4.4.23-Health-Stratagen-Bio

GREG EKCHIAN: Thank you for the opportunity to be here. My roots are here at MIT. I was a master's student, PhD student in Course 3 Materials Science, and then did my postdoc at the Koch Institute. So it's always nice to be back in the MIT community even though we've jumped across the river and we're based over at an incubator space at HBS.

So Stratagem is focused on MRI-guided precision cancer care. And what does that mean? So half of all tumors are oxygen depleted. This leads to a resistance to radiation, chemotherapy, and immunotherapy, and, unfortunately for patients, a higher relapse rate and a lower survival rate. The bottom line is low oxygen leads to poor outcomes. But unfortunately, there aren't ways to identify these tumors in advance and provide a personalized approach to these patients.

There's ways to overcome resistance. We can boost the radiation dose. There's chemotherapy specifically targeting low-oxygen tumors. And we can try to modify the tumor oxygen environment. But again, none of those are options that we can actually implement because we don't know in advance that tumors are low oxygen.

On the flip side, particularly well-oxygenated tumors can actually fare well with less aggressive treatments. A group that we're currently collaborating with at Memorial Sloan Kettering is using an alternative oxygen-sensing method to try to de-escalate dose in well-oxygenated tumors, and they're seeing really good results.

They're seeing over 50% reduction in radiation dose without compromising outcomes, which has led to an almost complete elimination of severe side effects. They're interested in our technology because it offers a number of benefits versus what they're using. So we're excited about that. But there's tremendous desire among clinicians to have an understanding about tumor oxygen so they can personalize care.

The alternative oxygen-sensing methods are insufficient. But a lot of the historical data that we're looking towards came from things like the Eppendorf electrode. The Eppendorf electrode was a needle-based probe that offered absolute measurements of oxygen, which was really good. But it was very bulky, invasive. It made serial monitoring very difficult, and it didn't have any spatial context.

Alternatively, PET-based methods-- which the group at Memorial Sloan Kettering is using-- are more workflow compatible, but they're giving you relative or indirect measurements. And that's not really as actionable. So we live in this world with a Venn diagram that doesn't overlap. And that's where Stratagen Bio comes in.

We're offering a way to get absolute and direct measurement of tissue oxygen using our seed-based sensor. They're made 100% of medical-grade silicon. They're measured using MRI-- so standard MRIs that are already in the workflow. They don't degrade or break down. And they're protected by one issued and four pending patents, partially from MIT and partially from Brigham and Women's Hospital.

So our seeds are just one part of what we're offering. We also have quantitative MRI image processing software and an oxygen data engine that we're building. So together, this is our OxyTrack platform. And we see a number of applications where this can be deployed both in the oncology space, neurology, and beyond.

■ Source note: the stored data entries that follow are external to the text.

//! Producing tokens and arguments from the expression text.
//!
//! The lexer never allocates for the text it hands out: tokens, groups and arguments are slices of
//! the input. The only exception are primes (`x''`), which are rewritten into `\prime` superscripts.
use std::borrow::Cow;
use std::fmt;


/// A token of an expression
#[derive(Clone, Copy, Debug, PartialEq, Eq)]
pub enum Token<'a> {
    /// A TeX command without its backslash, e.g. `frac` for `\frac`
    Command(&'a str),
    /// The contents of a brace group, braces stripped
    Group(&'a str),
    /// Any other character
    Symbol(char),
    /// End of input
    EOF,
}

impl<'a> fmt::Display for Token<'a> {
    fn fmt(&self, f: &mut fmt::Formatter) -> fmt::Result {
        match *self {
            Token::Command(cmd) => write!(f, r#""\{}""#, cmd),
            Token::Group(inner) => write!(f, "{{{}}}", inner),
            Token::Symbol(c)    => write!(f, r"'{}'", c),
            Token::EOF          => write!(f, "EOF"),
        }
    }
}

/// Sub- and superscripts following a term, e.g. `_i^2` or `'`.
#[derive(Clone, Debug, Default, PartialEq, Eq)]
pub struct Scripts<'a> {
    /// text of the subscript
    pub sub:    Option<Cow<'a, str>>,
    /// text of the superscript, primes included
    pub sup:    Option<Cow<'a, str>>,
    /// `Some(true)` after `\limits`, `Some(false)` after `\nolimits`
    pub limits: Option<bool>,
}

impl<'a> Scripts<'a> {
    /// No sub- nor superscript
    pub fn is_empty(&self) -> bool {
        self.sub.is_none() && self.sup.is_none()
    }
}

/// A `\left ... \middle ... \right` construct, `\left` already consumed.
#[derive(Clone, Debug, PartialEq, Eq)]
pub struct LeftRight<'a> {
    /// delimiter after `\left`
    pub left:     &'a str,
    /// delimiters after each `\middle`
    pub middles:  Vec<&'a str>,
    /// the delimited expression, cut at each `\middle`; one more segment than middles
    pub segments: Vec<&'a str>,
    /// delimiter after `\right`, `None` when the input ended first
    pub right:    Option<&'a str>,
}

/// Font size requested by a preamble
#[derive(Clone, Copy, Debug, PartialEq, Eq)]
pub enum SizeChange {
    /// `N$`
    Absolute(u8),
    /// `+N$` or `-N$`
    Relative(i8),
}

/// Display mode forced by a preamble
#[derive(Clone, Copy, Debug, PartialEq, Eq)]
pub enum StyleFlag {
    /// `,D`
    Display,
    /// `,T`
    Text,
}

/// Options given in front of an expression, terminated by `$`.
#[derive(Clone, Copy, Debug, Default, PartialEq, Eq)]
pub struct Preamble {
    /// requested size
    pub size:  Option<SizeChange>,
    /// requested display mode
    pub style: Option<StyleFlag>,
}

/// The main structure for producing tokens from an input string
#[derive(Clone, Debug)]
pub struct Lexer<'a> {
    input : &'a str,
}

impl<'a> Lexer<'a> {
    /// Create a new lexer over `input`.
    pub fn new(input: &'a str) -> Lexer<'a> {
        Self { input }
    }

    /// Returns the input not consumed yet
    pub fn input(&self) -> &'a str {
        self.input
    }

    /// Consumes and returns everything left.
    pub fn rest(&mut self) -> &'a str {
        std::mem::take(&mut self.input)
    }

    /// Whether only whitespace remains
    pub fn is_empty(&self) -> bool {
        self.input.trim_start().is_empty()
    }

    /// Number of bytes consumed since the lexer was created over `origin`.
    fn offset_in(&self, origin: &'a str) -> usize {
        origin.len() - self.input.len()
    }

    /// Advances through the input so that the first character pointed to
    /// is not a whitespace
    pub fn consume_whitespace(&mut self) {
        self.input = self.input.trim_start();
    }

    /// Next non-whitespace character, not consumed.
    pub fn peek(&self) -> Option<char> {
        self.input.trim_start().chars().next()
    }

    /// Consumes `c` if it is the next non-whitespace character.
    pub fn eat(&mut self, c: char) -> bool {
        self.consume_whitespace();
        match self.input.strip_prefix(c) {
            Some(rest) => {
                self.input = rest;
                true
            },
            None => false,
        }
    }

    /// Attempts parsing a control sequence like `\bla`, returning `bla`.
    pub fn control_sequence(&mut self) -> Option<&'a str> {
        let mut chars = self.input.chars();
        if chars.next() != Some('\\') {
            return None;
        }

        let start_command = chars.as_str();

        // A \ at the end of input is considered the same as a slash followed by a space
        let character = chars.next().unwrap_or(' ');

        // If the first character is non-alphabetic, that is the command and we return it
        if !character.is_ascii_alphabetic() {
            let suffix = chars.as_str();
            self.input = suffix;
            return Some(diff_slices(start_command, suffix));
        }

        // Otherwise, we keep looping while characters are ASCII alphabetic
        let mut end_command = chars.as_str();
        while chars.next().map_or(false, |c| c.is_ascii_alphabetic()) {
            end_command = chars.as_str();
        }

        self.input = end_command;
        Some(diff_slices(start_command, end_command))
    }

    /// Produces the next token, skipping whitespace. A `{` yields the whole balanced group.
    pub fn next_token(&mut self) -> Token<'a> {
        self.consume_whitespace();
        let mut chars = self.input.chars();
        match chars.next() {
            None => Token::EOF,
            Some('{') => self.group().map_or(Token::EOF, Token::Group),
            Some('\\') => Token::Command(self.control_sequence().unwrap_or("")),
            Some(c) => {
                self.input = chars.as_str();
                Token::Symbol(c)
            },
        }
    }

    /// If the next non-whitespace character is `open`, consumes everything up to the balancing
    /// `close` and returns what lies in between. Escaped characters (`\{`) are not counted.
    /// An unbalanced group extends to the end of input.
    pub fn subexpression(&mut self, open: char, close: char) -> Option<&'a str> {
        let rest = self.input.trim_start();
        let mut chars = rest.char_indices();
        match chars.next() {
            Some((_, c)) if c == open => (),
            _ => return None,
        }

        let start = open.len_utf8();
        let mut depth = 1usize;
        let mut escaped = false;
        for (idx, c) in chars {
            if escaped {
                escaped = false;
                continue;
            }
            if c == '\\' {
                escaped = true;
            } else if c == close {
                depth -= 1;
                if depth == 0 {
                    self.input = &rest[idx + c.len_utf8() ..];
                    return Some(&rest[start .. idx]);
                }
            } else if c == open {
                depth += 1;
            }
        }

        self.input = "";
        Some(&rest[start ..])
    }

    /// `{...}`
    pub fn group(&mut self) -> Option<&'a str> {
        self.subexpression('{', '}')
    }

    /// `[...]`
    pub fn optional_arg(&mut self) -> Option<&'a str> {
        self.subexpression('[', ']')
    }

    /// `(...)`
    pub fn paren_args(&mut self) -> Option<&'a str> {
        self.subexpression('(', ')')
    }

    /// A command argument: the contents of a group, or else a single command or character.
    /// `None` at the end of input.
    pub fn argument(&mut self) -> Option<&'a str> {
        self.consume_whitespace();
        let rest = self.input;
        match rest.chars().next()? {
            '{'  => self.group(),
            '\\' => {
                self.control_sequence();
                Some(diff_slices(rest, self.input))
            },
            c => {
                self.input = &rest[c.len_utf8() ..];
                Some(&rest[.. c.len_utf8()])
            },
        }
    }

    /// A delimiter as written after `\left`: a control sequence (backslash included) or a
    /// single character, braces included.
    pub fn delimiter(&mut self) -> Option<&'a str> {
        self.consume_whitespace();
        let rest = self.input;
        match rest.chars().next()? {
            '\\' => {
                self.control_sequence();
                Some(diff_slices(rest, self.input))
            },
            c => {
                self.input = &rest[c.len_utf8() ..];
                Some(&rest[.. c.len_utf8()])
            },
        }
    }

    /// Consumes the sub- and superscripts, primes and `\limits`/`\nolimits` following a term.
    pub fn scripts(&mut self) -> Scripts<'a> {
        let mut scripts = Scripts::default();
        let mut primes = 0;

        loop {
            self.consume_whitespace();
            let rest = self.input;
            if let Some(after) = rest.strip_prefix('\'') {
                primes += 1;
                self.input = after;
            } else if rest.starts_with('_') && scripts.sub.is_none() {
                self.input = &rest[1 ..];
                scripts.sub = Some(Cow::Borrowed(self.argument().unwrap_or("")));
            } else if rest.starts_with('^') && scripts.sup.is_none() {
                self.input = &rest[1 ..];
                scripts.sup = Some(Cow::Borrowed(self.argument().unwrap_or("")));
            } else {
                let mut ahead = self.clone();
                match ahead.control_sequence() {
                    Some("limits")   => scripts.limits = Some(true),
                    Some("nolimits") => scripts.limits = Some(false),
                    _ => break,
                }
                *self = ahead;
            }
        }

        if primes > 0 {
            let mut sup = r"\prime".repeat(primes);
            if let Some(explicit) = scripts.sup.take() {
                sup.push('{');
                sup.push_str(&explicit);
                sup.push('}');
            }
            scripts.sup = Some(Cow::Owned(sup));
        }
        scripts
    }

    /// Parses the rest of a `\left` construct, up to the matching `\right`.
    /// Nested `\left ... \right` pairs are kept inside the segments.
    pub fn left_right(&mut self) -> LeftRight<'a> {
        let left = self.delimiter().unwrap_or(".");
        let body = self.input;
        let mut scan = Lexer::new(body);
        let mut middles  = Vec::new();
        let mut segments = Vec::new();
        let mut seg_start = 0;
        let mut depth = 0usize;

        loop {
            let pos = scan.offset_in(body);
            match scan.next_token() {
                Token::EOF => {
                    segments.push(&body[seg_start ..]);
                    self.input = "";
                    return LeftRight { left, middles, segments, right: None };
                },
                Token::Command("left") => {
                    scan.delimiter();
                    depth += 1;
                },
                Token::Command("middle") if depth == 0 => {
                    segments.push(&body[seg_start .. pos]);
                    middles.push(scan.delimiter().unwrap_or("."));
                    seg_start = scan.offset_in(body);
                },
                Token::Command("right") if depth == 0 => {
                    segments.push(&body[seg_start .. pos]);
                    let right = scan.delimiter().unwrap_or(".");
                    self.input = scan.input;
                    return LeftRight { left, middles, segments, right: Some(right) };
                },
                Token::Command("right") => {
                    scan.delimiter();
                    depth -= 1;
                },
                _ => (),
            }
        }
    }

    /// After `\begin{name}`, returns the body up to the matching `\end{name}` and moves past it.
    /// Leaves the lexer untouched and returns `None` when there is no matching `\end`.
    pub fn environment(&mut self, name: &str) -> Option<&'a str> {
        let body = self.input;
        let mut scan = Lexer::new(body);
        let mut depth = 0usize;

        loop {
            let pos = scan.offset_in(body);
            match scan.next_token() {
                Token::EOF => return None,
                Token::Command("begin") => {
                    if scan.group().map(str::trim) == Some(name) {
                        depth += 1;
                    }
                },
                Token::Command("end") => {
                    if scan.group().map(str::trim) == Some(name) {
                        if depth == 0 {
                            self.input = scan.input;
                            return Some(&body[.. pos]);
                        }
                        depth -= 1;
                    }
                },
                _ => (),
            }
        }
    }
}

/// Assuming `slice2` is a suffix of `slice1`,
/// returns the prefix of `slice1` that ends just before the first character of `slice2`
fn diff_slices<'a>(slice : &'a str, suffix : &'a str) -> &'a str {
    &slice[.. (slice.len() - suffix.len())]
}

/// Parses a possibly signed decimal number, surrounding whitespace allowed.
pub fn parse_number(text: &str) -> Option<f64> {
    text.trim().parse::<f64>().ok().filter(|n| n.is_finite())
}

/// Parses `x,y`.
pub fn parse_pair(text: &str) -> Option<(f64, f64)> {
    let (x, y) = text.split_once(',')?;
    Some((parse_number(x)?, parse_number(y)?))
}

/// Cuts the body of an array into rows (at `\\`) and cells (at `&`).
/// Separators inside groups and nested environments are left alone.
pub fn split_array(input: &str) -> Vec<Vec<&str>> {
    let mut rows = Vec::new();
    let mut row  = Vec::new();
    let mut scan = Lexer::new(input);
    let mut cell_start = 0;
    let mut depth = 0usize;

    loop {
        let pos = scan.offset_in(input);
        match scan.next_token() {
            Token::EOF => break,
            Token::Symbol('&') if depth == 0 => {
                row.push(&input[cell_start .. pos]);
                cell_start = scan.offset_in(input);
            },
            Token::Command("\\") if depth == 0 => {
                row.push(&input[cell_start .. pos]);
                rows.push(std::mem::take(&mut row));
                cell_start = scan.offset_in(input);
            },
            Token::Command("begin") => depth += 1,
            Token::Command("end")   => depth = depth.saturating_sub(1),
            _ => (),
        }
    }

    row.push(&input[cell_start ..]);
    rows.push(row);
    rows
}

/// Splits an optional `size$` preamble off the front of an expression.
///
/// The preamble is `[+-]?N` (absolute or relative size), optionally followed by `,D` or `,T`.
/// Text before the first `$` that does not have this shape is not a preamble.
pub fn extract_preamble(input: &str) -> (Preamble, &str) {
    let not_a_preamble = (Preamble::default(), input);
    let (head, body) = match input.split_once('$') {
        Some(split) => split,
        None => return not_a_preamble,
    };

    let mut parts = head.split(',');
    let size  = parts.next().unwrap_or("").trim();
    let style = parts.next().map(str::trim);
    if parts.next().is_some() {
        return not_a_preamble;
    }

    let size = if size.is_empty() {
        None
    } else if size.starts_with('+') || size.starts_with('-') {
        match size.parse::<i8>() {
            Ok(delta) => Some(SizeChange::Relative(delta)),
            Err(_) => return not_a_preamble,
        }
    } else {
        match size.parse::<u8>() {
            Ok(size) => Some(SizeChange::Absolute(size)),
            Err(_) => return not_a_preamble,
        }
    };

    let style = match style {
        None | Some("")      => None,
        Some("D") | Some("d") => Some(StyleFlag::Display),
        Some("T") | Some("t") => Some(StyleFlag::Text),
        Some(_) => return not_a_preamble,
    };

    (Preamble { size, style }, body)
}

So one example of how this technology can be deployed-- and just to give a use case on how seamless it can be. Right now, for prostate cancer, patients have markers and spacers inserted. Their MRI scans are done. Treatment planning is done. They receive radiation therapy. And they will bin into two outcomes-- those that get unnecessary toxicity and those that end up with poor outcomes.

When we layer on top our oxygen-guided therapy, we can piggyback on the insertion step to get our sensor in. The MRI scans are already being done. The OxyTrack measurement-- treatment planning can be incorporated into the existing treatment planning. And then rather than this excessive toxicity or poor outcome, we can now give the personalized approach.

I co-founded this company with my PhD advisor Michael Cima here at MIT. We have a great group of engineers and consultants that are working with us to bring this technology to patients. We also have a wonderful strategic advisory board and group of collaborators over at Dana-Farber, as well as others at Johns Hopkins and Memorial Sloan Kettering.

So as far as what we're looking for as part of the ILP community and STEX25, we're looking to always work with MRI manufacturers on technology integration and preclinical and clinical studies, the same with radiation oncology companies. Biotech, and pharma, we're looking for opportunities for preclinical collaborations and joint development with an eye towards doing clinical work in about a year and a half.

Looking down the road a little bit more, we are certainly focused on opportunities around distribution and partnering with medical device companies. Anybody who's interested in learning more about what we're doing, talking more about the opportunities for collaboration, we're next door after. And we'd really love the opportunity to chat. Thanks very much.